Items listed in a dataset
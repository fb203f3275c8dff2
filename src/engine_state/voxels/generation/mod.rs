//! # Terrain Generation Module
//!
//! Produces a chunk's raw block grid and the list of structures to place on it.
//!
//! ## Pipeline
//!
//! For every column:
//! 1. A low-frequency "hills" sample sets the surface height (scaled by a radial
//!    falloff on floating-island worlds, which also get a bottom height)
//! 2. A high-frequency sample sets the bedrock thickness
//! 3. Each Y is filled: bedrock, then stone and ores up to `height - 4`, then dirt,
//!    with grass on the surface
//! 4. Candidate solid voxels are carved into caves where four 3D noise channels all
//!    exceed a threshold
//!
//! Structures are then rolled from a generator seeded by the world seed and the chunk
//! position, so the whole output is reproducible for a fixed seed.

use bitvec::prelude::*;
use cgmath::Point3;
use fastrand::Rng;
use log::{debug, info};

use crate::engine_state::{
    voxels::{
        block::block_type::BlockType,
        chunk::{block_grid::BlockGrid, ChunkPosition, CHUNK_HEIGHT, CHUNK_WIDTH},
        world_info::WorldType,
    },
    WorldContext,
};

pub mod noise_source;
pub mod structures;

use noise_source::NoiseSource;
use structures::{structure_seed, StructureKind, StructureRequest};

/// Base surface height before the hills are added.
pub const SURFACE_HEIGHT: i32 = 64;
/// Maximum height the hills add on top of [`SURFACE_HEIGHT`].
pub const HILL_AMPLITUDE: f64 = 16.0;
/// Thickness of the dirt layer under the surface.
pub const DIRT_DEPTH: i32 = 4;
/// Radius of the large island around spawn on floating-island worlds.
pub const SPAWN_ISLAND_RADIUS: f64 = 250.0;

/// Cave threshold within the dirt layer.
const SURFACE_CAVE_THRESHOLD: f64 = 0.2;
/// Cave threshold in the stone below.
const DEEP_CAVE_THRESHOLD: f64 = 0.0;

/// Roll below these to place a structure (one in N).
pub const CAVE_ENTRANCE_CHANCE: u32 = u32::MAX / 20;
pub const TREE_CHANCE: u32 = u32::MAX / 100;
pub const WELL_CHANCE: u32 = u32::MAX / 512;

/// Flat worlds put grass on one in this many surface blocks.
pub const FLAT_GRASS_ONE_IN: u32 = 32;

/// Salt separating the flat-world surface draw from the structure rolls.
const FLAT_SURFACE_SALT: u64 = 0x5EED_F1A7;

/// The raw result of terrain generation for one chunk.
#[derive(Debug, Clone, PartialEq)]
pub struct TerrainOutput {
    pub blocks: BlockGrid,
    pub structures: Vec<StructureRequest>,
}

/// Generates raw terrain for chunks of one world.
///
/// # Examples
///
/// ```
/// use cgmath::Point2;
/// use voxel_world::engine_state::{
///     voxels::{generation::TerrainGenerator, world_info::{WorldInfo, WorldType}},
///     WorldContext,
/// };
///
/// let context = WorldContext::new(WorldInfo::new("flat", 1, WorldType::Flat));
/// let output = TerrainGenerator::new(&context).generate(Point2::new(0, 0));
/// assert!(output.structures.is_empty());
/// ```
pub struct TerrainGenerator<'a> {
    context: &'a WorldContext,
}

impl<'a> TerrainGenerator<'a> {
    pub fn new(context: &'a WorldContext) -> Self {
        TerrainGenerator { context }
    }

    fn noise(&self) -> &dyn NoiseSource {
        self.context.noise.as_ref()
    }

    /// Generates the block grid and structure list of the chunk at `position`.
    pub fn generate(&self, position: ChunkPosition) -> TerrainOutput {
        let world_type = self.context.info.world_type;
        let seed = structure_seed(self.context.info.seed, position);
        let mut blocks = BlockGrid::new();

        if world_type == WorldType::Flat {
            self.fill_flat(&mut blocks, seed);
        } else {
            for z in 0..CHUNK_WIDTH {
                for x in 0..CHUNK_WIDTH {
                    let world_x = position.x * CHUNK_WIDTH as i32 + x as i32;
                    let world_z = position.y * CHUNK_WIDTH as i32 + z as i32;
                    self.fill_column(&mut blocks, x, z, world_x, world_z, world_type);
                }
            }
        }

        let structures = self.place_structures(&blocks, world_type, seed);
        debug!(
            "Generated terrain for chunk ({}, {}) with {} structures",
            position.x,
            position.y,
            structures.len()
        );

        TerrainOutput { blocks, structures }
    }

    fn fill_flat(&self, blocks: &mut BlockGrid, seed: u64) {
        let mut rng = Rng::with_seed(seed ^ FLAT_SURFACE_SALT);
        for z in 0..CHUNK_WIDTH {
            for x in 0..CHUNK_WIDTH {
                blocks.set(x, 0, z, BlockType::Bedrock);
                blocks.set(x, 1, z, BlockType::Dirt);
                blocks.set(x, 2, z, BlockType::Dirt);
                let surface = if rng.u32(0..FLAT_GRASS_ONE_IN) == 0 {
                    BlockType::Grass
                } else {
                    BlockType::Dirt
                };
                blocks.set(x, 3, z, surface);
            }
        }
    }

    fn fill_column(
        &self,
        blocks: &mut BlockGrid,
        x: usize,
        z: usize,
        world_x: i32,
        world_z: i32,
        world_type: WorldType,
    ) {
        let (wx, wz) = (world_x as f64, world_z as f64);
        let noise = self.noise();
        let mut hills = noise.sample_2d(wx * 4.0 + 500.0, wz * 4.0) * 0.5 + 0.5;
        let mut bottom_height = 0;

        if world_type == WorldType::FloatingIslands {
            let distance_to_spawn = (wx * wx + wz * wz).sqrt();
            let big_island = ((SPAWN_ISLAND_RADIUS - distance_to_spawn) / SPAWN_ISLAND_RADIUS).clamp(0.0, 1.0);
            let i1 = noise.sample_2d(wx * 0.5, wz * 0.5);
            let i2 = noise.sample_2d(wx, wz);
            let i3 = noise.sample_2d(wx * 5.0, wz * 5.0);
            let island = i1.min(i2) + big_island + i3 * 0.02;
            let island = ((island - 0.1).clamp(0.0, 1.0) / 0.9).sqrt();
            if island <= 0.0 {
                return;
            }
            hills *= island;
            bottom_height = (SURFACE_HEIGHT as f64 - island * 80.0) as i32;
        }

        let hill_height = (SURFACE_HEIGHT as f64 + hills * HILL_AMPLITUDE) as i32;
        let bedrock = noise.sample_2d(wx * 64.0, wz * 64.0) * 0.5 + 0.5;
        let bedrock_height = (1.0 + bedrock * 4.0) as i32;

        for y in bottom_height.max(0)..=hill_height.min(CHUNK_HEIGHT as i32 - 1) {
            let block_type = if y < bedrock_height {
                BlockType::Bedrock
            } else if y > hill_height - DIRT_DEPTH {
                if self.is_cave(wx, y, wz, SURFACE_CAVE_THRESHOLD) {
                    continue;
                }
                if y == hill_height {
                    BlockType::Grass
                } else {
                    BlockType::Dirt
                }
            } else {
                if self.is_cave(wx, y, wz, DEEP_CAVE_THRESHOLD) {
                    continue;
                }
                self.ore_at(wx, y, wz).unwrap_or(BlockType::Stone)
            };
            blocks.set(x, y as usize, z, block_type);
        }
    }

    fn is_cave(&self, wx: f64, y: i32, wz: f64, threshold: f64) -> bool {
        let noise = self.noise();
        let y = y as f64;
        let cave1 = noise.sample_3d(wx * 10.0 - 400.0, y * 10.0, wz * 10.0);
        let cave2 = noise.sample_3d(wx * 20.0 - 600.0, y * 20.0, wz * 20.0);
        let cave3 = noise.sample_3d(wx * 5.0 - 200.0, y * 5.0, wz * 5.0);
        let cave4 = noise.sample_3d(wx * 2.0 - 300.0, y * 2.0, wz * 2.0);
        cave1.min(cave4).min(cave2.min(cave3)) > threshold
    }

    /// Picks an ore (or stone variant) for a voxel in the stone layer.
    ///
    /// The two base channels are tested against fixed bands in order; the rarer
    /// channels are only sampled when no band matched.
    fn ore_at(&self, wx: f64, y: i32, wz: f64) -> Option<BlockType> {
        let noise = self.noise();
        let fy = y as f64;
        let ore1 = noise.sample_3d(wx * 15.0, fy * 15.0, wz * 15.0 + 300.0);
        let ore2 = noise.sample_3d(wx * 15.0, fy * 15.0, wz * 15.0 + 400.0);

        if ore1 > 0.3 && ore2 > 0.4 {
            return Some(BlockType::Diorite);
        }
        if ore1 < -0.3 && ore2 < -0.4 {
            return Some(BlockType::Granite);
        }
        if ore1 > 0.3 && ore2 < -0.4 {
            return Some(BlockType::Dirt);
        }
        let ore3 = noise.sample_3d(wx * 20.0, fy * 20.0, wz * 20.0 + 500.0);
        if ore1 < -0.3 && ore3 > 0.4 {
            return Some(BlockType::CoalOre);
        }

        let ore4 = noise.sample_3d(wx * 21.0, fy * 21.0, wz * 21.0 - 300.0);
        if ore4 > 0.6 {
            return Some(BlockType::IronOre);
        }

        if y < 32 {
            let ore5 = noise.sample_3d(wx * 22.0, fy * 22.0, wz * 22.0 - 400.0);
            if ore5 > 0.7 {
                return Some(BlockType::GoldOre);
            }
            if y < 16 && ore5 < -0.7 {
                return Some(BlockType::DiamondOre);
            }
        }
        None
    }

    fn place_structures(
        &self,
        blocks: &BlockGrid,
        world_type: WorldType,
        seed: u64,
    ) -> Vec<StructureRequest> {
        let mut rng = Rng::with_seed(seed);
        let mut structures = Vec::new();
        let mut spots_taken = bitvec![0; CHUNK_WIDTH * CHUNK_WIDTH];

        if world_type != WorldType::Flat {
            if rng.u32(..) < CAVE_ENTRANCE_CHANCE {
                if let Some(h) = blocks.topmost_non_air(8, 8) {
                    structures.push(StructureRequest::new(
                        Point3::new(0, h as i32 + 6, 0),
                        StructureKind::CaveEntrance,
                        rng.u64(..),
                    ));
                }
            }

            for z in 2..14 {
                for x in 2..14 {
                    if rng.u32(..) >= TREE_CHANCE || !is_spot_free(&spots_taken, x, z, 2) {
                        continue;
                    }
                    spots_taken.set(x + z * CHUNK_WIDTH, true);
                    if let Some(h) = blocks.topmost_non_air(x, z) {
                        if blocks.get(x, h, z) == BlockType::Grass {
                            structures.push(StructureRequest::new(
                                Point3::new(x as i32, h as i32 + 1, z as i32),
                                StructureKind::OakTree,
                                rng.u64(..),
                            ));
                        }
                    }
                }
            }
        }

        if rng.u32(..) < WELL_CHANCE && is_spot_free(&spots_taken, 7, 7, 3) {
            if let Some(h) = well_site_height(blocks) {
                for z in 5..11 {
                    for x in 5..11 {
                        spots_taken.set(x + z * CHUNK_WIDTH, true);
                    }
                }
                info!("Spawning well structure");
                structures.push(StructureRequest::new(
                    Point3::new(7, h as i32 + 1, 7),
                    StructureKind::Well,
                    rng.u64(..),
                ));
            }
        }

        structures
    }
}

/// Whether no spot within `size` columns of `(x, z)` has been reserved.
fn is_spot_free(spots_taken: &BitSlice, x: usize, z: usize, size: usize) -> bool {
    let xs = x.saturating_sub(size)..(x + size + 1).min(CHUNK_WIDTH);
    let zs = z.saturating_sub(size)..(z + size + 1).min(CHUNK_WIDTH);
    zs.flat_map(|z| xs.clone().map(move |x| (x, z)))
        .all(|(x, z)| !spots_taken[x + z * CHUNK_WIDTH])
}

/// The surface height under the well anchor if the central 6×6 patch is grass and
/// within one block of level.
fn well_site_height(blocks: &BlockGrid) -> Option<usize> {
    let mut min_h = usize::MAX;
    let mut max_h = 0;
    for z in 5..11 {
        for x in 5..11 {
            let h = blocks.topmost_non_air(x, z)?;
            if blocks.get(x, h, z) != BlockType::Grass {
                return None;
            }
            min_h = min_h.min(h);
            max_h = max_h.max(h);
        }
    }
    if max_h - min_h < 2 {
        blocks.topmost_non_air(7, 7)
    } else {
        None
    }
}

ASSIGNMENT: Only the lines above that hold "bool" are wanted. Show every one of them.

RESULT OF THE EXERCISE:
    fn is_cave(&self, wx: f64, y: i32, wz: f64, threshold: f64) -> bool {
fn is_spot_free(spots_taken: &BitSlice, x: usize, z: usize, size: usize) -> bool {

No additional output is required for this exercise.